> _WORK TASK_
Lines with the word "types" in them are the ones to copy from the records.

Stored data entries
══════
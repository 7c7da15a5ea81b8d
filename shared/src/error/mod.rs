//! Unified error system for the trade-in platform
//!
//! This module provides the error handling system shared by every crate:
//! - [`ErrorCode`]: Standardized error codes for all error types
//! - [`ErrorCategory`]: Classification of errors by domain
//! - [`AppError`]: Rich error type with codes, messages, and details
//! - [`ApiResponse`]: Error envelope returned by failing endpoints
//!
//! # Error Code Ranges
//!
//! - 0xxx: General errors
//! - 1xxx: Access errors
//! - 4xxx: Order errors
//! - 6xxx: Catalog errors
//! - 9xxx: System errors
//!
//! # Example
//!
//! ```
//! use shared::error::{AppError, ErrorCode, ApiResponse};
//!
//! let err = AppError::new(ErrorCode::DeviceNotFound);
//!
//! let err = AppError::missing_fields(&["customer_name", "network"]);
//! assert_eq!(err.code, ErrorCode::RequiredField);
//!
//! let response = ApiResponse::error(&err);
//! assert_eq!(response.code, 7);
//! ```

mod category;
mod codes;
mod http;
mod types;

pub use category::ErrorCategory;
pub use codes::{ErrorCode, InvalidErrorCode};
pub use types::{ApiResponse, AppError};
#[cfg(test)]
pub(crate) mod tests {
    use super::*;
    use crate::db::memory::MemoryStore;

    pub(crate) fn device(id: i64, full_name: &str) -> Device {
        Device {
            id,
            brand: full_name.split(' ').next().unwrap_or_default().into(),
            model: full_name.into(),
            full_name: full_name.into(),
            category: "phone".into(),
            is_active: true,
        }
    }

    pub(crate) fn entry(
        id: i64,
        device_id: i64,
        device_name: &str,
        network: &str,
        storage: &str,
        prices: [i64; 3],
    ) -> PricingEntry {
        PricingEntry {
            id,
            device_id,
            device_name: device_name.into(),
            network: network.into(),
            storage: storage.into(),
            prices: GradePrices::new(
                Decimal::from(prices[0]),
                Decimal::from(prices[1]),
                Decimal::from(prices[2]),
            ),
            updated_at: 0,
        }
    }

    pub(crate) fn catalog() -> Arc<MemoryStore> {
        let store = Arc::new(MemoryStore::new());
        store.put_device(device(16, "Apple iPhone 16"));
        store.put_device(device(17, "Apple iPhone 16 Pro"));
        store.put_device(device(24, "Samsung Galaxy S24"));
        store.put_pricing(entry(1, 16, "Apple iPhone 16", "Unlocked", "128GB", [520, 400, 90]));
        store.put_pricing(entry(2, 16, "Apple iPhone 16", "EE", "128GB", [505, 385, 85]));
        store.put_pricing(entry(3, 24, "Samsung Galaxy S24", "Unlocked", "256GB", [455, 333, 71]));
        store
    }

    #[tokio::test]
    async fn test_quote_resolves_grade_price() {
        let engine = PricingEngine::new(catalog());
        let quote = engine.quote(16, "Unlocked", "128GB", "good").await.unwrap();
        assert_eq!(quote.price, Decimal::from(400));
        assert_eq!(quote.grade, Grade::Good);
    }

    #[tokio::test]
    async fn test_quote_missing_entry_is_not_found() {
        let engine = PricingEngine::new(catalog());
        let err = engine.quote(16, "Unlocked", "256GB", "NEW").await.unwrap_err();
        assert_eq!(AppError::from(err).code, ErrorCode::PricingNotFound);
    }

    #[tokio::test]
    async fn test_quote_checks_grade_before_lookup() {
        let store = catalog();
        let engine = PricingEngine::new(store.clone());
        let err = engine.quote(16, "Unlocked", "128GB", "mint").await.unwrap_err();
        assert_eq!(AppError::from(err).code, ErrorCode::InvalidGrade);
        assert_eq!(store.pricing_lookup_count(), 0);
    }

    #[tokio::test]
    async fn test_quote_requires_active_device() {
        let store = catalog();
        let engine = PricingEngine::new(store.clone());
        let err = engine.quote(99, "Unlocked", "128GB", "NEW").await.unwrap_err();
        assert_eq!(AppError::from(err).code, ErrorCode::DeviceNotFound);

        store.put_device(Device {
            is_active: false,
            ..device(16, "Apple iPhone 16")
        });
        let err = engine.quote(16, "Unlocked", "128GB", "NEW").await.unwrap_err();
        assert_eq!(AppError::from(err).code, ErrorCode::DeviceNotFound);
        assert_eq!(store.pricing_lookup_count(), 0);
    }

    async fn prices_of(store: &MemoryStore, id: i64) -> GradePrices {
        store
            .list_pricing(&PricingFilter::default())
            .await
            .unwrap()
            .into_iter()
            .find(|e| e.id == id)
            .unwrap()
            .prices
    }

    #[tokio::test]
    async fn test_bulk_adjust_everything_by_ten_percent() {
        let store = catalog();
        let engine = PricingEngine::new(store.clone());
        let result = engine
            .bulk_adjust(&PricingFilter::default(), Decimal::from(10))
            .await
            .unwrap();
        assert_eq!(result, BulkAdjustResult { matched: 3, modified: 3 });

        assert_eq!(
            prices_of(&store, 1).await,
            GradePrices::new(Decimal::from(572), Decimal::from(440), Decimal::from(99))
        );
        // 333 * 1.1 = 366.3 and 71 * 1.1 = 78.1
        assert_eq!(
            prices_of(&store, 3).await,
            GradePrices::new(Decimal::from(501), Decimal::from(366), Decimal::from(78))
        );
    }

    #[tokio::test]
    async fn test_bulk_adjust_filter_is_conjunctive() {
        let engine = PricingEngine::new(catalog());
        let filter = PricingFilter {
            device_id: Some(16),
            network: Some("EE".into()),
            storage: None,
        };
        let result = engine.bulk_adjust(&filter, Decimal::from(-5)).await.unwrap();
        assert_eq!(result.matched, 1);
    }

    #[tokio::test]
    async fn test_bulk_adjust_rejects_wipeout() {
        let engine = PricingEngine::new(catalog());
        let err = engine
            .bulk_adjust(&PricingFilter::default(), Decimal::from(-100))
            .await
            .unwrap_err();
        assert_eq!(AppError::from(err).code, ErrorCode::ValueOutOfRange);
    }

    #[tokio::test]
    async fn test_bulk_adjust_overflow_is_out_of_range() {
        let store = catalog();
        let engine = PricingEngine::new(store.clone());
        let huge = Decimal::from_str_exact("70000000000000000000000000000").unwrap();
        let err = engine
            .bulk_adjust(&PricingFilter::default(), huge)
            .await
            .unwrap_err();
        assert_eq!(AppError::from(err).code, ErrorCode::ValueOutOfRange);
        assert_eq!(
            prices_of(&store, 1).await,
            GradePrices::new(Decimal::from(520), Decimal::from(400), Decimal::from(90))
        );

        // No overflow, but past what a price column holds
        let err = engine
            .bulk_adjust(&PricingFilter::default(), Decimal::from(10_000_000_000_i64))
            .await
            .unwrap_err();
        assert_eq!(AppError::from(err).code, ErrorCode::ValueOutOfRange);
    }

    #[tokio::test]
    async fn test_find_gaps_in_cartesian_order() {
        let engine = PricingEngine::new(catalog());
        let networks = vec!["Unlocked".to_string(), "EE".to_string(), "O2".to_string()];
        let storages = vec!["128GB".to_string(), "256GB".to_string()];
        let gaps = engine.find_gaps(16, &networks, &storages).await.unwrap();
        let pairs: Vec<(&str, &str)> = gaps
            .iter()
            .map(|g| (g.network.as_str(), g.storage.as_str()))
            .collect();
        assert_eq!(
            pairs,
            vec![
                ("Unlocked", "256GB"),
                ("EE", "256GB"),
                ("O2", "128GB"),
                ("O2", "256GB"),
            ]
        );
    }

    #[tokio::test]
    async fn test_find_gaps_unknown_device() {
        let engine = PricingEngine::new(catalog());
        let err = engine.find_gaps(99, &[], &[]).await.unwrap_err();
        assert_eq!(AppError::from(err).code, ErrorCode::DeviceNotFound);
    }

    #[tokio::test]
    async fn test_clone_replaces_target_pricing() {
        let store = catalog();
        store.put_pricing(entry(9, 17, "stale name", "Vodafone", "1TB", [1, 1, 1]));
        let engine = PricingEngine::new(store.clone());

        let result = engine
            .clone_pricing(16, 17, Decimal::new(115, 2))
            .await
            .unwrap();
        assert_eq!(result.entries_cloned, 2);

        let target = store
            .list_pricing(&PricingFilter::for_device(17))
            .await
            .unwrap();
        assert_eq!(target.len(), 2);
        assert!(target.iter().all(|e| e.device_name == "Apple iPhone 16 Pro"));
        let unlocked = target.iter().find(|e| e.network == "Unlocked").unwrap();
        // 520 * 1.15 = 598, 400 * 1.15 = 460, 90 * 1.15 = 103.5
        assert_eq!(
            unlocked.prices,
            GradePrices::new(Decimal::from(598), Decimal::from(460), Decimal::from(104))
        );

        // Source untouched
        assert_eq!(
            store
                .list_pricing(&PricingFilter::for_device(16))
                .await
                .unwrap()
                .len(),
            2
        );
    }

    #[tokio::test]
    async fn test_clone_rejects_bad_arguments() {
        let engine = PricingEngine::new(catalog());
        let same = engine.clone_pricing(16, 16, Decimal::ONE).await.unwrap_err();
        assert_eq!(AppError::from(same).code, ErrorCode::ValidationFailed);

        let zero = engine.clone_pricing(16, 17, Decimal::ZERO).await.unwrap_err();
        assert_eq!(AppError::from(zero).code, ErrorCode::ValueOutOfRange);

        let missing = engine.clone_pricing(16, 99, Decimal::ONE).await.unwrap_err();
        assert_eq!(AppError::from(missing).code, ErrorCode::DeviceNotFound);
    }

    #[tokio::test]
    async fn test_clone_overflow_leaves_target_untouched() {
        let store = catalog();
        store.put_pricing(entry(9, 17, "Apple iPhone 16 Pro", "Vodafone", "1TB", [700, 600, 100]));
        let engine = PricingEngine::new(store.clone());

        let huge = Decimal::from_str_exact("70000000000000000000000000000").unwrap();
        let err = engine.clone_pricing(16, 17, huge).await.unwrap_err();
        assert_eq!(AppError::from(err).code, ErrorCode::ValueOutOfRange);

        let target = store
            .list_pricing(&PricingFilter::for_device(17))
            .await
            .unwrap();
        assert_eq!(target.len(), 1);
        assert_eq!(target[0].id, 9);
    }
}
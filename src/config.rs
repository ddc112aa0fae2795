//! ==============================================================================
//! config.rs - Runtime Configuration Loader
//! ==============================================================================
//!
//! purpose:
//!     defines the schema for `host.toml` and `viewer.toml`.
//!     loads configuration from file or falls back to defaults.
//!
//! structure:
//!     - HostConfig: server endpoint, sampler cadence, sensor addresses,
//!       fan side-channel, hub send and shutdown bounds, logging.
//!     - ViewerConfig: server to connect to, loop timings, chart geometry,
//!       logging (optionally to a file so the terminal chart stays clean).
//!
//! ==============================================================================

use anyhow::Context;
use serde::Deserialize;
use std::path::{Path, PathBuf};
use std::time::Duration;

/// well-known port of the telemetry endpoint
pub const DEFAULT_PORT: u16 = 5000;
/// well-known path of the telemetry endpoint
pub const DEFAULT_PATH: &str = "/ws";

// ==============================================================================
// host
// ==============================================================================

/// Root configuration structure of the sampling host
#[derive(Debug, Deserialize, Clone, Default)]
#[serde(default)]
pub struct HostConfig {
    pub server: ServerConfig,
    pub sampler: SamplerConfig,
    pub sensors: SensorsConfig,
    pub fan: FanConfig,
    pub hub: HubConfig,
    pub logging: LoggingConfig,
}

#[derive(Debug, Deserialize, Clone)]
#[serde(default)]
pub struct ServerConfig {
    pub bind: String,
    pub port: u16,
    pub path: String,
}

#[derive(Debug, Deserialize, Clone)]
#[serde(default)]
pub struct SamplerConfig {
    /// fixed delay between ticks
    pub base_period_ms: u64,
    /// slow sensor group runs on every Nth tick
    pub slow_every_ticks: u64,
    /// settle time after switching the ADC multiplexer
    pub adc_settle_ms: u64,
}

#[derive(Debug, Deserialize, Clone)]
#[serde(default)]
pub struct SensorsConfig {
    /// use the simulated bank even on hardware builds
    pub simulate: bool,
    pub imu_address: u8,
    pub climate_address: u8,
    pub air_quality_address: u8,
    pub adc_address: u8,
}

#[derive(Debug, Deserialize, Clone)]
#[serde(default)]
pub struct FanConfig {
    pub enabled: bool,
    pub gpio_pin: u8,
}

#[derive(Debug, Deserialize, Clone)]
#[serde(default)]
pub struct HubConfig {
    /// a viewer whose send takes longer than this is dropped
    pub send_timeout_ms: u64,
    pub shutdown_timeout_ms: u64,
}

#[derive(Debug, Deserialize, Clone)]
#[serde(default)]
pub struct LoggingConfig {
    pub level: String,
    pub show_sensor_data: bool,
    /// viewer only: write logs here instead of the terminal
    pub file: Option<PathBuf>,
}

impl Default for ServerConfig {
    fn default() -> Self {
        Self {
            bind: "0.0.0.0".to_string(),
            port: DEFAULT_PORT,
            path: DEFAULT_PATH.to_string(),
        }
    }
}

impl Default for SamplerConfig {
    fn default() -> Self {
        Self { base_period_ms: 10, slow_every_ticks: 100, adc_settle_ms: 10 }
    }
}

impl Default for SensorsConfig {
    fn default() -> Self {
        Self {
            simulate: false,
            imu_address: 0x68,
            climate_address: 0x38,
            air_quality_address: 0x52,
            adc_address: 0x48,
        }
    }
}

impl Default for FanConfig {
    fn default() -> Self {
        Self { enabled: true, gpio_pin: 16 }
    }
}

impl Default for HubConfig {
    fn default() -> Self {
        Self { send_timeout_ms: 1000, shutdown_timeout_ms: 2000 }
    }
}

impl Default for LoggingConfig {
    fn default() -> Self {
        Self { level: "info".to_string(), show_sensor_data: false, file: None }
    }
}

impl SamplerConfig {
    pub fn base_period(&self) -> Duration {
        Duration::from_millis(self.base_period_ms)
    }

    pub fn adc_settle(&self) -> Duration {
        Duration::from_millis(self.adc_settle_ms)
    }
}

impl HubConfig {
    pub fn send_timeout(&self) -> Duration {
        Duration::from_millis(self.send_timeout_ms)
    }

    pub fn shutdown_timeout(&self) -> Duration {
        Duration::from_millis(self.shutdown_timeout_ms)
    }
}

impl HostConfig {
    /// Load configuration from file
    pub fn load<P: AsRef<Path>>(path: P) -> anyhow::Result<Self> {
        load_toml(path.as_ref())
    }

    /// Load with default fallback
    pub fn load_or_default() -> Self {
        search_or_default("host.toml")
    }

    /// Print configuration summary
    pub fn print_summary(&self) {
        println!("┌─────────────────────────────────────────┐");
        println!("│           HOST CONFIGURATION            │");
        println!("├─────────────────────────────────────────┤");
        println!("│ Endpoint: ws://{}:{}{}", self.server.bind, self.server.port, self.server.path);
        println!("│ Base Tick: {}ms", self.sampler.base_period_ms);
        println!("│ Slow Group: every {} ticks", self.sampler.slow_every_ticks);
        println!("│ ADC Settle: {}ms", self.sampler.adc_settle_ms);
        println!("│ Fan: {} (GPIO{})", if self.fan.enabled { "on" } else { "off" }, self.fan.gpio_pin);
        println!("│ Send Timeout: {}ms", self.hub.send_timeout_ms);
        println!("│ Log Level: {}", self.logging.level);
        println!("└─────────────────────────────────────────┘");
    }
}

// ==============================================================================
// viewer
// ==============================================================================

/// Root configuration structure of the terminal viewer
#[derive(Debug, Deserialize, Clone)]
#[serde(default)]
pub struct ViewerConfig {
    pub server: RemoteConfig,
    pub timing: TimingConfig,
    pub chart: ChartConfig,
    pub logging: LoggingConfig,
}

#[derive(Debug, Deserialize, Clone)]
#[serde(default)]
pub struct RemoteConfig {
    pub host: String,
    pub port: u16,
    pub path: String,
}

#[derive(Debug, Deserialize, Clone)]
#[serde(default)]
pub struct TimingConfig {
    pub frame_ms: u64,
    /// liveness poll of the connector
    pub poll_ms: u64,
    /// backoff after a failed connect
    pub retry_ms: u64,
    pub calibration_ms: u64,
    pub disconnect_timeout_ms: u64,
}

#[derive(Debug, Deserialize, Clone)]
#[serde(default)]
pub struct ChartConfig {
    pub capacity: usize,
    pub height: usize,
    /// columns reserved around the plot
    pub margin: usize,
}

impl Default for ViewerConfig {
    fn default() -> Self {
        Self {
            server: RemoteConfig::default(),
            timing: TimingConfig::default(),
            chart: ChartConfig::default(),
            logging: LoggingConfig { level: "error".to_string(), ..LoggingConfig::default() },
        }
    }
}

impl Default for RemoteConfig {
    fn default() -> Self {
        Self {
            host: "127.0.0.1".to_string(),
            port: DEFAULT_PORT,
            path: DEFAULT_PATH.to_string(),
        }
    }
}

impl Default for TimingConfig {
    fn default() -> Self {
        Self {
            frame_ms: 50,
            poll_ms: 100,
            retry_ms: 2000,
            calibration_ms: 1000,
            disconnect_timeout_ms: 2000,
        }
    }
}

impl Default for ChartConfig {
    fn default() -> Self {
        Self { capacity: 80, height: 15, margin: 4 }
    }
}

impl RemoteConfig {
    pub fn url(&self) -> String {
        format!("ws://{}:{}{}", self.host, self.port, self.path)
    }
}

impl TimingConfig {
    pub fn frame(&self) -> Duration {
        Duration::from_millis(self.frame_ms)
    }

    pub fn poll(&self) -> Duration {
        Duration::from_millis(self.poll_ms)
    }

    pub fn retry(&self) -> Duration {
        Duration::from_millis(self.retry_ms)
    }

    pub fn calibration(&self) -> Duration {
        Duration::from_millis(self.calibration_ms)
    }

    pub fn disconnect_timeout(&self) -> Duration {
        Duration::from_millis(self.disconnect_timeout_ms)
    }
}

impl ViewerConfig {
    pub fn load<P: AsRef<Path>>(path: P) -> anyhow::Result<Self> {
        load_toml(path.as_ref())
    }

    pub fn load_or_default() -> Self {
        search_or_default("viewer.toml")
    }
}

// ==============================================================================
// shared loading
// ==============================================================================

fn load_toml<T: serde::de::DeserializeOwned>(path: &Path) -> anyhow::Result<T> {
    let content = std::fs::read_to_string(path)
        .with_context(|| format!("Failed to read config file {}", path.display()))?;

    toml::from_str(&content)
        .with_context(|| format!("Failed to parse config {}", path.display()))
}

fn search_or_default<T: serde::de::DeserializeOwned + Default>(file_name: &str) -> T {
    let paths = [
        PathBuf::from("config").join(file_name),
        PathBuf::from("..").join("config").join(file_name),
    ];

    for path in &paths {
        if path.exists() {
            match load_toml(path) {
                Ok(config) => {
                    println!("[CONFIG] Loaded from {}", path.display());
                    return config;
                }
                Err(e) => {
                    println!("[CONFIG] Warning: Failed to load {}: {:#}", path.display(), e);
                }
            }
        }
    }

    println!("[CONFIG] Warning: No {} found - using defaults", file_name);
    T::default()
}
══════
> _COMPLETED EXERCISE_
//! - [`ErrorCode`]: Standardized error codes for all error types
mod types;
pub use types::{ApiResponse, AppError};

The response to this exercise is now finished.